NUMBER 13-13-00098-CV
COURT OF APPEALS
THIRTEENTH DISTRICT OF TEXAS
CORPUS CHRISTI - EDINBURG
IN RE DR. FRANK MORA AND FIRST VISTA INVESTMENTS, LLC
On Petition for Writ of Mandamus
and Motion for Emergency Relief.
MEMORANDUM OPINION
Before Chief Justice Valdez and Justices Rodriguez and Longoria
Memorandum Opinion by Chief Justice Valdez1
By petition for writ of mandamus, relators Dr. Frank Mora and First Vista
Investments, LLC (“First Vista”), contend in one issue that the underlying trial court
judgment is interlocutory and, therefore, the trial court erred in denying their motion to
modify the judgment to render it final and appealable. Concluding that the judgment at
issue is final, we deny the petition for writ of mandamus.
1
See TEX. R. APP. P. 52.8(d) (“When denying relief, the court may hand down an opinion but is
not required to do so.”); TEX. R. APP. P. 47.4 (distinguishing opinions and memorandum opinions).
I. BACKGROUND
First Vista and Mora, as guarantor, leased 1800 Main Place in McAllen, Texas,
from TCP Main Place Partners, LP (“TCP”). First Vista thereafter brought suit against
TCP alleging, inter alia, that it had misrepresented the size of the area subject to lease.
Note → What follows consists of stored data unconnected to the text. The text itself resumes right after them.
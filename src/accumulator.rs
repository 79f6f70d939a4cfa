use std::collections::HashSet;

use crate::types::Item;

/// `id` で重複排除しつつ初出順を保つ収集バッファ。先勝ち
#[derive(Debug, Default)]
pub struct DedupAccumulator {
    items: Vec<Item>,
    seen: HashSet<i64>,
}

impl DedupAccumulator {
    pub fn new() -> Self {
        Self::default()
    }

    /// 1ページ分を追加し、新規に加わった件数を返す
    pub fn add_page(&mut self, page: impl IntoIterator<Item = Item>) -> usize {
        let before = self.items.len();
        for item in page {
            if self.seen.insert(item.id) {
                self.items.push(item);
            }
        }
        self.items.len() - before
    }

    pub fn len(&self) -> usize {
        self.items.len()
    }

    pub fn is_empty(&self) -> bool {
        self.items.is_empty()
    }

    pub fn contains(&self, id: i64) -> bool {
        self.seen.contains(&id)
    }

    pub fn items(&self) -> &[Item] {
        &self.items
    }

    pub fn into_items(self) -> Vec<Item> {
        self.items
    }
}
use async_trait::async_trait;
use reqwest::header::{HeaderMap, HeaderValue, ACCEPT, ACCEPT_LANGUAGE, REFERER};
use reqwest::Client;
use serde_json::Value;
use tracing::{debug, info, warn};

use super::{accept_language, parse_json_body, ACCEPT_JSON, USER_AGENT};
use crate::api;
use crate::config::HarvestConfig;
use crate::error::{HarvestError, TransportError};
use crate::traits::Transport;

/// クッキー保持付きの直接HTTP経路
pub struct HttpTransport {
    client: Client,
    landing_url: String,
}

impl HttpTransport {
    pub fn new(config: &HarvestConfig) -> Result<Self, HarvestError> {
        let landing_url = api::landing_url(&config.base_url, &config.lang);

        let header = |value: &str| {
            HeaderValue::from_str(value)
                .map_err(|e| HarvestError::InvalidConfig(format!("ヘッダー値 {:?}: {}", value, e)))
        };

        let mut headers = HeaderMap::new();
        headers.insert(ACCEPT, HeaderValue::from_static(ACCEPT_JSON));
        headers.insert(ACCEPT_LANGUAGE, header(&accept_language(&config.lang))?);
        headers.insert(REFERER, header(&landing_url)?);
        headers.insert("x-requested-with", HeaderValue::from_static("XMLHttpRequest"));

        let client = Client::builder()
            .cookie_store(true)
            .user_agent(USER_AGENT)
            .default_headers(headers)
            .timeout(config.request_timeout)
            .gzip(true)
            .build()
            .map_err(|e| HarvestError::HttpClient(e.to_string()))?;

        Ok(Self {
            client,
            landing_url,
        })
    }

    /// ページを1回GETしてクッキーを受け取る。結果は問わない
    pub async fn warm_up(&self, url: &str) {
        match self.client.get(url).send().await {
            Ok(resp) => debug!("Warm-up {} -> {}", url, resp.status()),
            Err(e) => warn!("Warm-up request failed (ignored): {}", e),
        }
    }
}

#[async_trait]
impl Transport for HttpTransport {
    fn name(&self) -> &'static str {
        "http"
    }

    async fn open(&mut self) -> Result<(), HarvestError> {
        info!("Opening HTTP session via {}", self.landing_url);
        self.warm_up(&self.landing_url).await;
        Ok(())
    }

    async fn fetch_json(&self, url: &str) -> Result<Value, TransportError> {
        debug!("GET {}", url);
        let resp = self.client.get(url).send().await?;

        let status = resp.status();
        if !status.is_success() {
            return Err(TransportError::Status {
                status: status.as_u16(),
            });
        }

        let text = resp.text().await?;
        parse_json_body(status.as_u16(), &text)
    }

    async fn close(&mut self) -> Result<(), HarvestError> {
        debug!("HTTP session closed");
        Ok(())
    }
}
use std::future::Future;
use std::pin::Pin;
use std::task::{Context, Poll};

use tower::Service;
use tracing::{info, warn};

use crate::config::HarvestConfig;
use crate::error::HarvestError;
use crate::harvest::{harvest, HarvestReport};
use crate::interrupt::{until_interrupted, InterruptSignal};
use crate::transport;

/// 収集リクエスト
#[derive(Debug, Clone)]
pub struct HarvestRequest {
    pub config: HarvestConfig,
    pub interrupt: Option<InterruptSignal>,
}

impl HarvestRequest {
    pub fn new(config: HarvestConfig) -> Self {
        Self {
            config,
            interrupt: None,
        }
    }

    pub fn with_interrupt(mut self, interrupt: InterruptSignal) -> Self {
        self.interrupt = Some(interrupt);
        self
    }
}

impl From<HarvestConfig> for HarvestRequest {
    fn from(config: HarvestConfig) -> Self {
        Self::new(config)
    }
}

/// tower::Serviceを実装した収集サービス。
/// 取得経路の作成 → 収集 → 解放 を1リクエストで行う
#[derive(Debug, Clone, Default)]
pub struct HarvestService {}

impl HarvestService {
    pub fn new() -> Self {
        Self::default()
    }
}

impl Service<HarvestRequest> for HarvestService {
    type Response = HarvestReport;
    type Error = HarvestError;
    type Future = Pin<Box<dyn Future<Output = Result<Self::Response, Self::Error>> + Send>>;

    fn poll_ready(&mut self, _cx: &mut Context<'_>) -> Poll<Result<(), Self::Error>> {
        Poll::Ready(Ok(()))
    }

    fn call(&mut self, req: HarvestRequest) -> Self::Future {
        info!(
            "収集リクエスト受信: base_url={}, mode={:?}",
            req.config.base_url, req.config.mode
        );

        Box::pin(async move {
            let HarvestRequest { config, interrupt } = req;

            // セッション確立中の中断も受け付ける
            let mut transport = until_interrupted(interrupt.as_ref(), transport::connect(&config))
                .await
                .ok_or(HarvestError::Interrupted)??;

            let result = harvest(transport.as_ref(), &config, interrupt).await;

            if let Err(e) = transport.close().await {
                warn!("取得経路の解放に失敗: {}", e);
            }

            if let Ok(report) = &result {
                info!(
                    "収集完了: items={}, pages={}, stop={:?}",
                    report.items.len(),
                    report.pages_fetched,
                    report.stop_reason
                );
            }
            result
        })
    }
}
TCP filed a counterclaim against First Vista for failure to make payments under the
lease and filed a third party claim against Mora as guarantor of the lease. Mora filed a
general denial to TCP’s counterclaim. The prayer of his general denial stated:
Cross Defendant prays the Court, after notice and hearing or trial, enters
judgment in favor of Cross Defendant, awards Cross Defendant the costs
of court, attorney’s fees, and such other and further relief as Cross
Defendant may be entitled to in law or in equity.
The dispute was ultimately tried to a jury, which found that First Vista and Mora
breached the commercial lease. On June 21, 2011, the trial court entered judgment on
the verdict in favor of TCP jointly and severally against First Vista and Mora in the
amount of $702,299.16, along with attorney’s fees and interest. The judgment, entitled
“Final Judgment,” provided that it was “final, disposes of all claims and all parties, and is
appealable.” In the judgment, the trial court also “order[ed] execution to issue for this
judgment.” First Vista and Mora did not appeal.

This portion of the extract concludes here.